Nell W. Franzen (November 17, 1889 – August 21, 1973) was an American film and stage actress of the silent era. A native of Portland, Oregon, Franzen began her career acting in local theatre. She signed with the Baker Theatre Company and performed in various stage productions, becoming a prolific stage actress in the Pacific Northwest.

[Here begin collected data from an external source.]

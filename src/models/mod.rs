//! Request and Response models for the cache admin API
//!
//! This module defines the DTOs (Data Transfer Objects) used for
//! serializing/deserializing HTTP request and response bodies.

pub mod requests;
pub mod responses;

// Re-export commonly used types
pub use requests::{InsertRequest, LookupRequest};
pub use responses::{
    BustResponse, EntriesResponse, ErrorResponse, HasResponse, HealthResponse, InsertResponse,
    StatsResponse,
};
//! Fuzzy Cache - An in-memory response cache for outbound requests
//!
//! Entries are matched on method, URL and query parameters, where absent,
//! null and empty parameter values are treated as equivalent.

pub mod api;
pub mod cache;
pub mod config;
pub mod error;
pub mod models;

pub use api::AppState;
pub use cache::{CacheEntry, CacheStore, RequestDescriptor, ResponseEvent, ResponseSnapshot};
pub use config::{CacheConfig, Config};
pub use error::CacheError;
//! Cache Module
//!
//! Response cache keyed on request method, URL and fuzzily compared query
//! parameters.

mod descriptor;
mod entry;
mod fuzzy;
mod params;
pub mod preload;
mod response;
mod stats;
mod store;


use std::sync::Arc;

use tokio::sync::RwLock;

// Re-export public types
pub use descriptor::RequestDescriptor;
pub use entry::CacheEntry;
pub use fuzzy::{are_basically_equal, is_empty_value, values_basically_equal};
pub use params::{normalize, MultiParams, ParamSource, QueryParams};
pub use response::{ResponseEvent, ResponseSnapshot};
pub use stats::{CacheStats, LookupCounters};
pub use store::CacheStore;

/// A store shared between tasks. Lookups take the read lock, mutations the
/// write lock.
pub type SharedCache = Arc<RwLock<CacheStore>>;
//! Configuration Module
//!
//! Cache options plus the settings of the admin server binary.

use std::env;

use serde::{Deserialize, Serialize};

// == Cache Config ==
/// Options recognized by the cache.
///
/// Keys may be written in snake_case or camelCase.
#[derive(Debug, Clone, PartialEq, Eq, Serialize, Deserialize)]
#[serde(default)]
pub struct CacheConfig {
    /// Whether a request pipeline should route its traffic through the cache
    #[serde(alias = "enableInterceptor")]
    pub enable_interceptor: bool,
    /// Advisory flag for the request pipeline; the store never reads it
    #[serde(alias = "shouldCacheAuthorization")]
    pub should_cache_authorization: bool,
    /// Log every lookup, insert and bust together with its key
    pub verbose: bool,
}

impl Default for CacheConfig {
    fn default() -> Self {
        Self {
            enable_interceptor: true,
            should_cache_authorization: false,
            verbose: false,
        }
    }
}

// == Server Config ==
/// Server configuration parameters.
///
/// All values can be configured via environment variables with sensible defaults.
#[derive(Debug, Clone)]
pub struct Config {
    /// Options handed to the cache store
    pub cache: CacheConfig,
    /// HTTP server port
    pub server_port: u16,
    /// JSON file of entries to preload at startup
    pub preload_path: Option<String>,
}

impl Config {
    /// Creates a new Config by loading values from environment variables.
    ///
    /// # Environment Variables
    /// - `CACHE_ENABLE_INTERCEPTOR` - (default: true)
    /// - `CACHE_SHOULD_CACHE_AUTHORIZATION` - (default: false)
    /// - `CACHE_VERBOSE` - (default: false)
    /// - `SERVER_PORT` - HTTP server port (default: 3000)
    /// - `CACHE_PRELOAD_PATH` - preload file (default: none)
    pub fn from_env() -> Self {
        let defaults = CacheConfig::default();
        Self {
            cache: CacheConfig {
                enable_interceptor: env_flag("CACHE_ENABLE_INTERCEPTOR")
                    .unwrap_or(defaults.enable_interceptor),
                should_cache_authorization: env_flag("CACHE_SHOULD_CACHE_AUTHORIZATION")
                    .unwrap_or(defaults.should_cache_authorization),
                verbose: env_flag("CACHE_VERBOSE").unwrap_or(defaults.verbose),
            },
            server_port: env::var("SERVER_PORT")
                .ok()
                .and_then(|v| v.parse().ok())
                .unwrap_or(3000),
            preload_path: env::var("CACHE_PRELOAD_PATH")
                .ok()
                .filter(|path| !path.trim().is_empty()),
        }
    }
}

impl Default for Config {
    fn default() -> Self {
        Self {
            cache: CacheConfig::default(),
            server_port: 3000,
            preload_path: None,
        }
    }
}

fn env_flag(name: &str) -> Option<bool> {
    env::var(name).ok().and_then(|v| parse_flag(&v))
}

/// Parses `true/false/1/0/yes/no` (case-insensitive).
pub fn parse_flag(raw: &str) -> Option<bool> {
    match raw.trim().to_ascii_lowercase().as_str() {
        "true" | "1" | "yes" | "on" => Some(true),
        "false" | "0" | "no" | "off" => Some(false),
        _ => None,
    }
}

She later moved to Los Angeles in 1913 to pursue a career in silent films, signing a contract with the America Film Company. One of her earliest film appearances was in Love and the Law (1913) with Wallace Reid, followed by 1916's Lord Loveland Discovers America, and Embers. Franzen made her final film appearance in 1924 before retiring from acting.

==Early life==
Nell Franzen was born on November 17, 1889, in Portland, Oregon to John O'Flarrity Franzen and Mary Ellen Coshow. According to the 1930 United States census, Franzen's father was from Massachusetts, and her mother a native of Missouri. She was the second of two children; she had one older sister, Mae Frances Franzen.

==Career==
===Stage career===
She began her career as an actress working in stock theater. She began performing onstage with the Baker Stock Company at their Baker Theatre location in Portland in 1910, under stage director Marshall Farnum. She appeared in the stage production of The Toyshop in 1908, and also performed with the Sanford Stock Company in Vancouver, British Columbia.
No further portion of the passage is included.